As Bjergsen and his TSM roster grow together, there is one key player that both he and Parth believe will steer the team in the right direction as they learn from each other — SwordArt. SwordArt was a Worlds finalist with LoL Pro League team Suning last year, and he’s expected to make his mark in the LCS through aggressive playmaking, but his role on the team might even be more significant than that.
“He really pushes his teammates to be better and work harder,” Bjergsen said. “He can play all kinds of support styles, so he can really cover for any team weaknesses … It’s SwordArt — he played in the Worlds finals. He knows how to make a winning team, and he was a big part of why Suning did so well … I try to work really closely with him so that we’re always on the same page because the players are going to listen to pretty much everything he says.”
TSM hopes that SwordArt will continue to bring his vibrant energy and lead the team as they grow in 2021, but the roster still has a long way to go after playing together for only two weeks.
Bjergsen and Parth both insist that their roster’s short time together is “no excuse” for their performance during the LCS 2021 Lock In tournament these last two weeks — a 2-2 group stage record and 1-2 quarterfinals loss to Cloud9. However, given that most top teams opted to maintain their core rosters from 2020, a gap in team synergy is expected.
More than anything, the LCS Lock In was an opportunity for everyone to get their feet wet and understand what the team needs to do to succeed in serious games. TSM might have struggled to keep pace in the early game, but they were often competitive behind Huni’s aggressive teamfighting and SwordArt’s shotcalling if they could make it to the mid game.
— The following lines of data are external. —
//! Viewport pan/zoom transform between screen space and canvas space.

use kurbo::{Affine, Point, Vec2};
use serde::{Deserialize, Serialize};

/// Smallest allowed zoom scale.
pub const MIN_ZOOM: f64 = 0.1;
/// Largest allowed zoom scale.
pub const MAX_ZOOM: f64 = 5.0;

/// Clamp a zoom scale into `[MIN_ZOOM, MAX_ZOOM]`. Non-finite input maps to 1.
pub fn clamp_zoom(zoom: f64) -> f64 {
    if zoom.is_finite() {
        zoom.clamp(MIN_ZOOM, MAX_ZOOM)
    } else {
        1.0
    }
}

/// The pan offset and zoom scale that map canvas space onto the screen.
///
/// `screen = canvas * zoom + pan`.
#[derive(Debug, Clone, Copy, PartialEq, Serialize, Deserialize)]
pub struct Viewport {
    /// Translation in screen pixels.
    pub pan: Vec2,
    /// Zoom scale, always within `[MIN_ZOOM, MAX_ZOOM]`.
    pub zoom: f64,
}

impl Default for Viewport {
    fn default() -> Self {
        Self {
            pan: Vec2::ZERO,
            zoom: 1.0,
        }
    }
}

impl Viewport {
    /// Create a viewport, clamping the zoom.
    pub fn new(pan: Vec2, zoom: f64) -> Self {
        Self {
            pan,
            zoom: clamp_zoom(zoom),
        }
    }

    /// Canvas-to-screen transform.
    pub fn transform(&self) -> Affine {
        Affine::translate(self.pan) * Affine::scale(self.zoom)
    }

    /// Screen-to-canvas transform.
    pub fn inverse_transform(&self) -> Affine {
        Affine::scale(1.0 / self.zoom) * Affine::translate(-self.pan)
    }

    /// Convert a screen point to canvas coordinates.
    pub fn screen_to_canvas(&self, screen_point: Point) -> Point {
        Point::new(
            (screen_point.x - self.pan.x) / self.zoom,
            (screen_point.y - self.pan.y) / self.zoom,
        )
    }

    /// Convert a canvas point to screen coordinates.
    pub fn canvas_to_screen(&self, canvas_point: Point) -> Point {
        Point::new(
            canvas_point.x * self.zoom + self.pan.x,
            canvas_point.y * self.zoom + self.pan.y,
        )
    }

    /// Convert a screen-space delta into canvas units.
    pub fn screen_delta_to_canvas(&self, delta: Vec2) -> Vec2 {
        delta / self.zoom
    }

    /// Viewport panned by a screen-space delta.
    pub fn panned(&self, delta: Vec2) -> Self {
        Self {
            pan: self.pan + delta,
            zoom: self.zoom,
        }
    }

    /// Viewport zoomed by `factor`, keeping the canvas point under `screen_pivot` fixed.
    ///
    /// The resulting zoom is clamped. Non-finite or non-positive factors leave the viewport unchanged.
    pub fn zoomed_about(&self, screen_pivot: Point, factor: f64) -> Self {
        if !factor.is_finite() || factor <= 0.0 {
            return *self;
        }
        let new_zoom = clamp_zoom(self.zoom * factor);
        if (new_zoom - self.zoom).abs() < f64::EPSILON {
            return *self;
        }

        // Canvas point under the pivot before zooming
        let anchor = self.screen_to_canvas(screen_pivot);
        let pan = Vec2::new(
            screen_pivot.x - anchor.x * new_zoom,
            screen_pivot.y - anchor.y * new_zoom,
        );
        Self {
            pan,
            zoom: new_zoom,
        }
    }

    /// Apply a partial update, clamping the zoom.
    pub fn patched(&self, patch: &ViewportPatch) -> Self {
        let pan = match patch.pan {
            Some(pan) if pan.x.is_finite() && pan.y.is_finite() => pan,
            _ => self.pan,
        };
        let zoom = match patch.zoom {
            Some(zoom) if zoom.is_finite() => clamp_zoom(zoom),
            _ => self.zoom,
        };
        Self { pan, zoom }
    }

    /// Repair non-finite or out-of-range fields.
    pub fn sanitized(&self) -> Self {
        let pan = if self.pan.x.is_finite() && self.pan.y.is_finite() {
            self.pan
        } else {
            Vec2::ZERO
        };
        Self::new(pan, self.zoom)
    }
}

/// Partial viewport update; `None` fields are left unchanged.
#[derive(Debug, Clone, Copy, Default, PartialEq, Serialize, Deserialize)]
pub struct ViewportPatch {
    #[serde(default)]
    pub pan: Option<Vec2>,
    #[serde(default)]
    pub zoom: Option<f64>,
}

impl ViewportPatch {
    /// Patch that restores the default pan and zoom.
    pub fn reset() -> Self {
        Self {
            pan: Some(Vec2::ZERO),
            zoom: Some(1.0),
        }
    }
}

impl From<Viewport> for ViewportPatch {
    fn from(viewport: Viewport) -> Self {
        Self {
            pan: Some(viewport.pan),
            zoom: Some(viewport.zoom),
        }
    }
}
As competitive as Bjergsen, Parth and the rest of TSM are, it was a solid litmus test for the upcoming spring split where wins and losses carry even more weight.
“I don’t think we performed as well as our team could, but it did show us a lot of weaknesses that we wouldn’t have otherwise spotted if we were just scrimming another two weeks leading into the season,” Bjergsen explained. “It’s really the regular season that matters, so I think this is going to prepare us well.”
LCS Lock In is only a preseason tournament in the grand scheme of things, and the regular season is where Bjergsen and his newly minted roster will really make their mark. It’s a brand new TSM, and it’s up to Bjergsen and the team’s reconstructed roster to work together to live up to the organization’s storied legacy.